Work request
Entries must be copied exactly, with nothing left out.

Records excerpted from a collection
//! Horizontal-plane helpers on top of `glam`.
//!
//! Convention: Y is up, a rotation's forward is its local +Z and its right
//! is local +X. Signed angles are positive to the right.

use glam::{Quat, Vec3};

/// Squared length below which a direction is treated as zero.
pub const DIRECTION_EPSILON: f32 = 1.0e-6;

/// Projects a vector onto the horizontal plane.
#[must_use]
pub fn flatten(v: Vec3) -> Vec3 {
    Vec3::new(v.x, 0.0, v.z)
}

/// Forward direction of a rotation.
#[must_use]
pub fn forward(rotation: Quat) -> Vec3 {
    rotation * Vec3::Z
}

/// Right direction of a rotation.
#[must_use]
pub fn right(rotation: Quat) -> Vec3 {
    rotation * Vec3::X
}

/// Unsigned angle between two vectors in degrees (0..=180).
///
/// Returns 0 when either vector is degenerate.
#[must_use]
pub fn angle_deg(from: Vec3, to: Vec3) -> f32 {
    let (Some(a), Some(b)) = (from.try_normalize(), to.try_normalize()) else {
        return 0.0;
    };
    a.dot(b).clamp(-1.0, 1.0).acos().to_degrees()
}

/// Signed horizontal angle from `forward` to `to` in degrees.
///
/// Negative when `to` lies to the left, positive to the right.
#[must_use]
pub fn signed_angle_deg(forward: Vec3, to: Vec3) -> f32 {
    let angle = angle_deg(forward, to);
    if forward.cross(to).y < 0.0 {
        -angle
    } else {
        angle
    }
}

/// Yaw-only rotation whose forward points along `direction`.
///
/// `None` when the horizontal part of `direction` is degenerate.
#[must_use]
pub fn look_rotation(direction: Vec3) -> Option<Quat> {
    let flat = flatten(direction);
    if flat.length_squared() < DIRECTION_EPSILON {
        return None;
    }
    Some(Quat::from_rotation_y(flat.x.atan2(flat.z)))
}

/// Spherically interpolates `current` toward `target` by `rate * dt`,
/// clamped so it never overshoots.
#[must_use]
pub fn turn_towards(current: Quat, target: Quat, rate: f32, dt: f32) -> Quat {
    let t = (rate * dt).clamp(0.0, 1.0);
    current.slerp(target, t).normalize()
}

/// Moves `current` toward `target` by at most `max_delta`.
#[must_use]
pub fn move_towards(current: Vec3, target: Vec3, max_delta: f32) -> Vec3 {
    let delta = target - current;
    let distance = delta.length();
    if distance <= max_delta || distance < DIRECTION_EPSILON {
        target
    } else {
        current + delta / distance * max_delta
    }
}

/// Whether the segment `from..to` passes within `radius` of `center`.
#[must_use]
pub fn segment_intersects_sphere(from: Vec3, to: Vec3, center: Vec3, radius: f32) -> bool {
    let segment = to - from;
    let length_sq = segment.length_squared();
    let t = if length_sq < DIRECTION_EPSILON {
        0.0
    } else {
        ((center - from).dot(segment) / length_sq).clamp(0.0, 1.0)
    };
    let closest = from + segment * t;
    closest.distance_squared(center) <= radius * radius
}

#[cfg(test)]
mod tests {
    use super::*;
    use proptest::prelude::*;

    fn approx(a: f32, b: f32) -> bool {
        (a - b).abs() < 1.0e-3
    }

    #[test]
    fn test_signed_angle_sides() {
        assert!(approx(signed_angle_deg(Vec3::Z, Vec3::X), 90.0));
        assert!(approx(signed_angle_deg(Vec3::Z, -Vec3::X), -90.0));
        assert!(approx(signed_angle_deg(Vec3::Z, Vec3::Z), 0.0));
        assert!(approx(angle_deg(Vec3::Z, -Vec3::Z), 180.0));
    }

    #[test]
    fn test_look_rotation_matches_direction() {
        let dir = Vec3::new(1.0, 5.0, 1.0);
        let rotation = look_rotation(dir).expect("horizontal direction");
        let fwd = forward(rotation);
        assert!(approx(fwd.x, std::f32::consts::FRAC_1_SQRT_2));
        assert!(approx(fwd.z, std::f32::consts::FRAC_1_SQRT_2));
        assert!(look_rotation(Vec3::Y).is_none());
    }

    #[test]
    fn test_right_is_positive_x() {
        assert!(approx(right(Quat::IDENTITY).x, 1.0));
    }

    #[test]
    fn test_move_towards_clamps() {
        let moved = move_towards(Vec3::ZERO, Vec3::new(10.0, 0.0, 0.0), 2.0);
        assert!(approx(moved.x, 2.0));
        let arrived = move_towards(Vec3::ZERO, Vec3::new(1.0, 0.0, 0.0), 2.0);
        assert_eq!(arrived, Vec3::new(1.0, 0.0, 0.0));
    }

    #[test]
    fn test_segment_sphere_intersection() {
        let from = Vec3::ZERO;
        let to = Vec3::new(10.0, 0.0, 0.0);
        assert!(segment_intersects_sphere(from, to, Vec3::new(5.0, 0.5, 0.0), 1.0));
        assert!(!segment_intersects_sphere(from, to, Vec3::new(5.0, 2.0, 0.0), 1.0));
        assert!(!segment_intersects_sphere(from, to, Vec3::new(12.0, 0.0, 0.0), 1.0));
    }

    #[test]
    fn test_turn_towards_full_step_reaches_target() {
        let target = Quat::from_rotation_y(1.0);
        let turned = turn_towards(Quat::IDENTITY, target, 100.0, 1.0);
        assert!(turned.angle_between(target) < 1.0e-3);
    }

    proptest! {
        #[test]
        fn prop_signed_angle_is_antisymmetric(yaw in -3.0f32..3.0, x in -5.0f32..5.0, z in -5.0f32..5.0) {
            let fwd = forward(Quat::from_rotation_y(yaw));
            let dir = Vec3::new(x, 0.0, z);
            prop_assume!(dir.length() > 0.1);
            let mirrored = Vec3::new(-dir.x, 0.0, dir.z);
            let a = signed_angle_deg(Vec3::Z, dir);
            let b = signed_angle_deg(Vec3::Z, mirrored);
            prop_assert!((a + b).abs() < 1.0e-2 || (a.abs() - 180.0).abs() < 1.0e-2);
            prop_assert!(signed_angle_deg(fwd, dir).abs() <= 180.0);
        }

        #[test]
        fn prop_turn_towards_never_overshoots(target_yaw in -3.0f32..3.0, rate in 0.0f32..50.0, dt in 0.0f32..0.1) {
            let target = Quat::from_rotation_y(target_yaw);
            let turned = turn_towards(Quat::IDENTITY, target, rate, dt);
            prop_assert!(turned.angle_between(target) <= Quat::IDENTITY.angle_between(target) + 1.0e-3);
        }
    }
}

Reply to the exercise
//! Horizontal-plane helpers on top of `glam`.
//!
//! Convention: Y is up, a rotation's forward is its local +Z and its right
//! is local +X. Signed angles are positive to the right.

use glam::{Quat, Vec3};

/// Squared length below which a direction is treated as zero.
pub const DIRECTION_EPSILON: f32 = 1.0e-6;

/// Projects a vector onto the horizontal plane.
#[must_use]
pub fn flatten(v: Vec3) -> Vec3 {
    Vec3::new(v.x, 0.0, v.z)
}

/// Forward direction of a rotation.
#[must_use]
pub fn forward(rotation: Quat) -> Vec3 {
    rotation * Vec3::Z
}

/// Right direction of a rotation.
#[must_use]
pub fn right(rotation: Quat) -> Vec3 {
    rotation * Vec3::X
}

/// Unsigned angle between two vectors in degrees (0..=180).
///
/// Returns 0 when either vector is degenerate.
#[must_use]
pub fn angle_deg(from: Vec3, to: Vec3) -> f32 {
    let (Some(a), Some(b)) = (from.try_normalize(), to.try_normalize()) else {
        return 0.0;
    };
    a.dot(b).clamp(-1.0, 1.0).acos().to_degrees()
}

/// Signed horizontal angle from `forward` to `to` in degrees.
///
/// Negative when `to` lies to the left, positive to the right.
#[must_use]
pub fn signed_angle_deg(forward: Vec3, to: Vec3) -> f32 {
    let angle = angle_deg(forward, to);
    if forward.cross(to).y < 0.0 {
        -angle
    } else {
        angle
    }
}

/// Yaw-only rotation whose forward points along `direction`.
///
/// `None` when the horizontal part of `direction` is degenerate.
#[must_use]
pub fn look_rotation(direction: Vec3) -> Option<Quat> {
    let flat = flatten(direction);
    if flat.length_squared() < DIRECTION_EPSILON {
        return None;
    }
    Some(Quat::from_rotation_y(flat.x.atan2(flat.z)))
}

/// Spherically interpolates `current` toward `target` by `rate * dt`,
/// clamped so it never overshoots.
#[must_use]
pub fn turn_towards(current: Quat, target: Quat, rate: f32, dt: f32) -> Quat {
    let t = (rate * dt).clamp(0.0, 1.0);
    current.slerp(target, t).normalize()
}

/// Moves `current` toward `target` by at most `max_delta`.
#[must_use]
pub fn move_towards(current: Vec3, target: Vec3, max_delta: f32) -> Vec3 {
    let delta = target - current;
    let distance = delta.length();
    if distance <= max_delta || distance < DIRECTION_EPSILON {
        target
    } else {
        current + delta / distance * max_delta
    }
}

/// Whether the segment `from..to` passes within `radius` of `center`.
#[must_use]
pub fn segment_intersects_sphere(from: Vec3, to: Vec3, center: Vec3, radius: f32) -> bool {
    let segment = to - from;
    let length_sq = segment.length_squared();
    let t = if length_sq < DIRECTION_EPSILON {
        0.0
    } else {
        ((center - from).dot(segment) / length_sq).clamp(0.0, 1.0)
    };
    let closest = from + segment * t;
    closest.distance_squared(center) <= radius * radius
}

#[cfg(test)]
mod tests {
    use super::*;
    use proptest::prelude::*;

    fn approx(a: f32, b: f32) -> bool {
        (a - b).abs() < 1.0e-3
    }

    #[test]
    fn test_signed_angle_sides() {
        assert!(approx(signed_angle_deg(Vec3::Z, Vec3::X), 90.0));
        assert!(approx(signed_angle_deg(Vec3::Z, -Vec3::X), -90.0));
        assert!(approx(signed_angle_deg(Vec3::Z, Vec3::Z), 0.0));
        assert!(approx(angle_deg(Vec3::Z, -Vec3::Z), 180.0));
    }

    #[test]
    fn test_look_rotation_matches_direction() {
        let dir = Vec3::new(1.0, 5.0, 1.0);
        let rotation = look_rotation(dir).expect("horizontal direction");
        let fwd = forward(rotation);
        assert!(approx(fwd.x, std::f32::consts::FRAC_1_SQRT_2));
        assert!(approx(fwd.z, std::f32::consts::FRAC_1_SQRT_2));
        assert!(look_rotation(Vec3::Y).is_none());
    }

    #[test]
    fn test_right_is_positive_x() {
        assert!(approx(right(Quat::IDENTITY).x, 1.0));
    }

    #[test]
    fn test_move_towards_clamps() {
        let moved = move_towards(Vec3::ZERO, Vec3::new(10.0, 0.0, 0.0), 2.0);
        assert!(approx(moved.x, 2.0));
        let arrived = move_towards(Vec3::ZERO, Vec3::new(1.0, 0.0, 0.0), 2.0);
        assert_eq!(arrived, Vec3::new(1.0, 0.0, 0.0));
    }

    #[test]
    fn test_segment_sphere_intersection() {
        let from = Vec3::ZERO;
        let to = Vec3::new(10.0, 0.0, 0.0);
        assert!(segment_intersects_sphere(from, to, Vec3::new(5.0, 0.5, 0.0), 1.0));
        assert!(!segment_intersects_sphere(from, to, Vec3::new(5.0, 2.0, 0.0), 1.0));
        assert!(!segment_intersects_sphere(from, to, Vec3::new(12.0, 0.0, 0.0), 1.0));
    }

    #[test]
    fn test_turn_towards_full_step_reaches_target() {
        let target = Quat::from_rotation_y(1.0);
        let turned = turn_towards(Quat::IDENTITY, target, 100.0, 1.0);
        assert!(turned.angle_between(target) < 1.0e-3);
    }

    proptest! {
        #[test]
        fn prop_signed_angle_is_antisymmetric(yaw in -3.0f32..3.0, x in -5.0f32..5.0, z in -5.0f32..5.0) {
            let fwd = forward(Quat::from_rotation_y(yaw));
            let dir = Vec3::new(x, 0.0, z);
            prop_assume!(dir.length() > 0.1);
            let mirrored = Vec3::new(-dir.x, 0.0, dir.z);
            let a = signed_angle_deg(Vec3::Z, dir);
            let b = signed_angle_deg(Vec3::Z, mirrored);
            prop_assert!((a + b).abs() < 1.0e-2 || (a.abs() - 180.0).abs() < 1.0e-2);
            prop_assert!(signed_angle_deg(fwd, dir).abs() <= 180.0);
        }

        #[test]
        fn prop_turn_towards_never_overshoots(target_yaw in -3.0f32..3.0, rate in 0.0f32..50.0, dt in 0.0f32..0.1) {
            let target = Quat::from_rotation_y(target_yaw);
            let turned = turn_towards(Quat::IDENTITY, target, rate, dt);
            prop_assert!(turned.angle_between(target) <= Quat::IDENTITY.angle_between(target) + 1.0e-3);
        }
    }
}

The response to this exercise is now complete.